One possibility is that traffic on the connector could be restricted to right in/right out movement to maintain traffic flow.

Fire Department ratings have improved, Laughter reported, or stayed steady for Cedar Mountain, Connestee, Lake Toxaway, Little River and Sylvan Valley II. The county is waiting for results for North Transylvania, Rosman and Balsam Grove

•During commissioner comments, Commissioner Jason Chappell said he took issue with a recent letter to The Transylvania Times that said he wasn’t available to constituents because he lists a P.O. Box number for his address in the paper.

Chappell said he doesn’t get mail at his home’s physical address. Chappell said he’s made a “vested effort” to make sure he was available to the public. He said his cell phone is public — 553-0958 — and his physical address is 1245 Panther Gap Road.

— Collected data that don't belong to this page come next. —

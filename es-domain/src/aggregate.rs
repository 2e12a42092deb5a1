//! 聚合（Aggregate）抽象
//!
//! 聚合状态是其事件按顺序应用的纯函数：
//! - `apply` 将单个事件投影到状态（唯一的状态变更路径）；
//! - `raise` 记录新事件并立即应用，使同一会话中的后续业务逻辑可见；
//! - `apply_history` 回放已提交事件，每个事件使版本加一。
//!
use crate::entity::Entity;
use serde::{Serialize, de::DeserializeOwned};

/// 聚合根接口
pub trait Aggregate: Entity + Serialize + DeserializeOwned {
    /// 聚合类型名（用于存储、快照与工厂注册）
    const TYPE: &'static str;

    /// 应用事件，更新聚合状态
    ///
    /// 实现中对事件枚举显式 `match`；不得校验业务规则，也不得失败。
    fn apply(&mut self, event: &Self::Event);

    /// 记录一个新事件：立即应用到本地状态并追加到未提交缓冲，持久化版本不变
    fn raise(&mut self, event: Self::Event) {
        self.apply(&event);
        self.uncommitted_mut().push(event);
    }

    /// 按顺序回放已提交的事件，每个事件使版本加一
    fn apply_history<'a, I>(&mut self, events: I)
    where
        I: IntoIterator<Item = &'a Self::Event>,
        Self::Event: 'a,
    {
        for event in events {
            self.apply(event);
            let next = self.version().next();
            self.set_version(next);
        }
    }

    /// 自上次重建/保存以来产生的事件
    fn pending_events(&self) -> &[Self::Event] {
        self.uncommitted()
    }

    fn has_pending_events(&self) -> bool {
        !self.uncommitted().is_empty()
    }

    fn clear_pending(&mut self) {
        self.uncommitted_mut().clear();
    }
}
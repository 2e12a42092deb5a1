//! 内存版提交分发器（InMemoryCommitDispatcher）
//!
//! 基于 `tokio::sync::broadcast` 实现：
//! - `dispatch`：克隆并广播提交；
//! - `subscribe`：返回 `'static` 生命周期的提交流，便于在 `tokio::spawn` 中使用。
//!
//! 注意：无订阅者时广播被忽略；订阅者落后超过缓冲容量时收到 `Dispatch` 错误。

use crate::error::{DomainError, DomainResult as Result};
use crate::persist::{Commit, CommitDispatcher};
use async_trait::async_trait;
use futures_core::stream::BoxStream;
use futures_util::StreamExt;
use tokio::sync::broadcast;
use tokio_stream::wrappers::BroadcastStream;

#[derive(Clone)]
pub struct InMemoryCommitDispatcher {
    tx: broadcast::Sender<Commit>,
}

impl InMemoryCommitDispatcher {
    /// `capacity` 为广播缓冲区容量
    pub fn new(capacity: usize) -> Self {
        let (tx, _rx) = broadcast::channel(capacity);
        Self { tx }
    }

    pub fn subscribe(&self) -> BoxStream<'static, Result<Commit>> {
        let rx = self.tx.subscribe();
        let stream =
            BroadcastStream::new(rx).map(|r| r.map_err(|e| DomainError::dispatch(e.to_string())));
        Box::pin(stream)
    }
}

#[async_trait]
impl CommitDispatcher for InMemoryCommitDispatcher {
    async fn dispatch(&self, commit: &Commit) -> Result<()> {
        // 无订阅者时 send 返回错误，视为非致命
        let _ = self.tx.send(commit.clone());
        Ok(())
    }
}
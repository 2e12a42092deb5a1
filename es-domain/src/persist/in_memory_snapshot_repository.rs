use crate::{
    error::DomainResult as Result,
    persist::{SerializedSnapshot, SnapshotRepository},
    value_object::AggregateId,
};
use async_trait::async_trait;
use dashmap::DashMap;

/// 内存版快照仓储：每个 (聚合类型, 标识) 仅保留版本最高的一份快照
#[derive(Debug, Default)]
pub struct InMemorySnapshotRepository {
    snapshots: DashMap<(String, AggregateId), SerializedSnapshot>,
}

impl InMemorySnapshotRepository {
    pub fn new() -> Self {
        Self::default()
    }

    pub fn len(&self) -> usize {
        self.snapshots.len()
    }

    pub fn is_empty(&self) -> bool {
        self.snapshots.is_empty()
    }
}

#[async_trait]
impl SnapshotRepository for InMemorySnapshotRepository {
    async fn get_snapshot(
        &self,
        aggregate_type: &str,
        aggregate_id: &AggregateId,
    ) -> Result<Option<SerializedSnapshot>> {
        Ok(self
            .snapshots
            .get(&(aggregate_type.to_string(), *aggregate_id))
            .map(|s| s.clone()))
    }

    async fn save(&self, snapshot: SerializedSnapshot) -> Result<()> {
        let key = (snapshot.aggregate_type().to_string(), *snapshot.aggregate_id());
        let mut slot = self.snapshots.entry(key).or_insert_with(|| snapshot.clone());
        if snapshot.aggregate_version() >= slot.aggregate_version() {
            *slot = snapshot;
        }
        Ok(())
    }
}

“If you can find my house, you are welcome to come to it,” he said.

Commissioner Mike Hawkins said he went to Charlotte recently and met with the new chairman of the Economic Development Partnership of North Carolina, of which Hawkins is a board member.

The chairman, Frank Emory Jr., Hawkins said, is from eastern North Carolina and has an interest in rural economic development efforts.

Hawkins also noted that there are 45 counties, including Transylvania County, in the state that have populations of fewer than 50,000 people.

Of those, only four have a lower jobless rate than Transylvania, according to the June jobless numbers. Hawkins said this is a tribute to the local businesses and people investing here.

Chapman mentioned that Aug. 25 is the current official opening of the Western North Carolina Military Museum in the former county administration building beside the courthouse. There will be a soft opening on Aug. 14.

“You will be amazed what they have done there,” he said.

The VFW will also host an event for Vietnam War veterans on Aug. 26, he said.

•Commissioners have cancelled their next meeting, Aug. 28.